◆ **WHAT IS NEEDED**
Go through the listing below and return every line exactly.

◆ **THE INPUT**
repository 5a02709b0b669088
pub mod constants;

pub use constants::*;
//! Test utilities shared by the webfetch integration tests

use kodegen_tools_webfetch::{FetchError, FetchResult, RenderOutput, RenderedFetch, SimpleFetch};
use kodegen_tools_webfetch::FetchOptions;
use std::collections::VecDeque;
use std::future::Future;
use std::sync::Mutex;
use std::sync::atomic::{AtomicUsize, Ordering};
use std::time::Duration;
use tokio_util::sync::CancellationToken;

/// Install a test subscriber honouring `RUST_LOG`; safe to call repeatedly
#[allow(dead_code)]
pub fn init_tracing() {
    let _ = tracing_subscriber::fmt()
        .with_env_filter(tracing_subscriber::EnvFilter::from_default_env())
        .with_test_writer()
        .try_init();
}

/// Minimal HTML document
#[allow(dead_code)]
pub fn html_page(title: &str, body: &str) -> String {
    format!(
        r#"<!DOCTYPE html>
<html lang="en">
<head><meta charset="UTF-8"><title>{title}</title></head>
<body>{body}</body>
</html>"#
    )
}

#[allow(dead_code)]
pub fn ok_page(body: &str) -> Result<FetchResult, FetchError> {
    Ok(FetchResult::html(
        html_page("test", body),
        "https://example.com/",
        Some(200),
        Some("text/html".to_string()),
    ))
}

/// Direct tier that replays scripted outcomes and counts calls
#[allow(dead_code)]
pub struct ScriptedDirect {
    outcomes: Mutex<VecDeque<Result<FetchResult, FetchError>>>,
    pub calls: AtomicUsize,
}

#[allow(dead_code)]
impl ScriptedDirect {
    pub fn new(outcomes: Vec<Result<FetchResult, FetchError>>) -> Self {
        Self {
            outcomes: Mutex::new(outcomes.into()),
            calls: AtomicUsize::new(0),
        }
    }

    pub fn calls(&self) -> usize {
        self.calls.load(Ordering::SeqCst)
    }
}

impl SimpleFetch for ScriptedDirect {
    fn fetch_simple(
        &self,
        _url: &str,
        _user_agent: Option<&str>,
        _timeout: Duration,
        _cancel: &CancellationToken,
    ) -> impl Future<Output = Result<FetchResult, FetchError>> + Send {
        self.calls.fetch_add(1, Ordering::SeqCst);
        let next = self
            .outcomes
            .lock()
            .unwrap()
            .pop_front()
            .unwrap_or_else(|| Err(FetchError::network("no scripted outcome left")));
        async move { next }
    }
}

/// Rendered tier that replays scripted outcomes and records each call's options
#[allow(dead_code)]
pub struct ScriptedRendered {
    outcomes: Mutex<VecDeque<Result<FetchResult, FetchError>>>,
    pub seen: Mutex<Vec<FetchOptions>>,
}

#[allow(dead_code)]
impl ScriptedRendered {
    pub fn new(outcomes: Vec<Result<FetchResult, FetchError>>) -> Self {
        Self {
            outcomes: Mutex::new(outcomes.into()),
            seen: Mutex::new(Vec::new()),
        }
    }

    pub fn calls(&self) -> usize {
        self.seen.lock().unwrap().len()
    }
}

impl RenderedFetch for ScriptedRendered {
    fn fetch_rendered(
        &self,
        _url: &str,
        options: &FetchOptions,
        _cancel: &CancellationToken,
    ) -> impl Future<Output = Result<RenderOutput, FetchError>> + Send {
        self.seen.lock().unwrap().push(options.clone());
        let next = self
            .outcomes
            .lock()
            .unwrap()
            .pop_front()
            .unwrap_or_else(|| Err(FetchError::network("no scripted outcome left")));
        async move { next.map(|result| RenderOutput { result, page: None }) }
    }
}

◆ **RESPONSE TO THE EXERCISE**
repository 5a02709b0b669088
pub mod constants;

pub use constants::*;
//! Test utilities shared by the webfetch integration tests

use kodegen_tools_webfetch::{FetchError, FetchResult, RenderOutput, RenderedFetch, SimpleFetch};
use kodegen_tools_webfetch::FetchOptions;
use std::collections::VecDeque;
use std::future::Future;
use std::sync::Mutex;
use std::sync::atomic::{AtomicUsize, Ordering};
use std::time::Duration;
use tokio_util::sync::CancellationToken;

/// Install a test subscriber honouring `RUST_LOG`; safe to call repeatedly
#[allow(dead_code)]
pub fn init_tracing() {
    let _ = tracing_subscriber::fmt()
        .with_env_filter(tracing_subscriber::EnvFilter::from_default_env())
        .with_test_writer()
        .try_init();
}

/// Minimal HTML document
#[allow(dead_code)]
pub fn html_page(title: &str, body: &str) -> String {
    format!(
        r#"<!DOCTYPE html>
<html lang="en">
<head><meta charset="UTF-8"><title>{title}</title></head>
<body>{body}</body>
</html>"#
    )
}

#[allow(dead_code)]
pub fn ok_page(body: &str) -> Result<FetchResult, FetchError> {
    Ok(FetchResult::html(
        html_page("test", body),
        "https://example.com/",
        Some(200),
        Some("text/html".to_string()),
    ))
}

/// Direct tier that replays scripted outcomes and counts calls
#[allow(dead_code)]
pub struct ScriptedDirect {
    outcomes: Mutex<VecDeque<Result<FetchResult, FetchError>>>,
    pub calls: AtomicUsize,
}

#[allow(dead_code)]
impl ScriptedDirect {
    pub fn new(outcomes: Vec<Result<FetchResult, FetchError>>) -> Self {
        Self {
            outcomes: Mutex::new(outcomes.into()),
            calls: AtomicUsize::new(0),
        }
    }

    pub fn calls(&self) -> usize {
        self.calls.load(Ordering::SeqCst)
    }
}

impl SimpleFetch for ScriptedDirect {
    fn fetch_simple(
        &self,
        _url: &str,
        _user_agent: Option<&str>,
        _timeout: Duration,
        _cancel: &CancellationToken,
    ) -> impl Future<Output = Result<FetchResult, FetchError>> + Send {
        self.calls.fetch_add(1, Ordering::SeqCst);
        let next = self
            .outcomes
            .lock()
            .unwrap()
            .pop_front()
            .unwrap_or_else(|| Err(FetchError::network("no scripted outcome left")));
        async move { next }
    }
}

/// Rendered tier that replays scripted outcomes and records each call's options
#[allow(dead_code)]
pub struct ScriptedRendered {
    outcomes: Mutex<VecDeque<Result<FetchResult, FetchError>>>,
    pub seen: Mutex<Vec<FetchOptions>>,
}

#[allow(dead_code)]
impl ScriptedRendered {
    pub fn new(outcomes: Vec<Result<FetchResult, FetchError>>) -> Self {
        Self {
            outcomes: Mutex::new(outcomes.into()),
            seen: Mutex::new(Vec::new()),
        }
    }

    pub fn calls(&self) -> usize {
        self.seen.lock().unwrap().len()
    }
}

impl RenderedFetch for ScriptedRendered {
    fn fetch_rendered(
        &self,
        _url: &str,
        options: &FetchOptions,
        _cancel: &CancellationToken,
    ) -> impl Future<Output = Result<RenderOutput, FetchError>> + Send {
        self.seen.lock().unwrap().push(options.clone());
        let next = self
            .outcomes
            .lock()
            .unwrap()
            .pop_front()
            .unwrap_or_else(|| Err(FetchError::network("no scripted outcome left")));
        async move { next.map(|result| RenderOutput { result, page: None }) }
    }
}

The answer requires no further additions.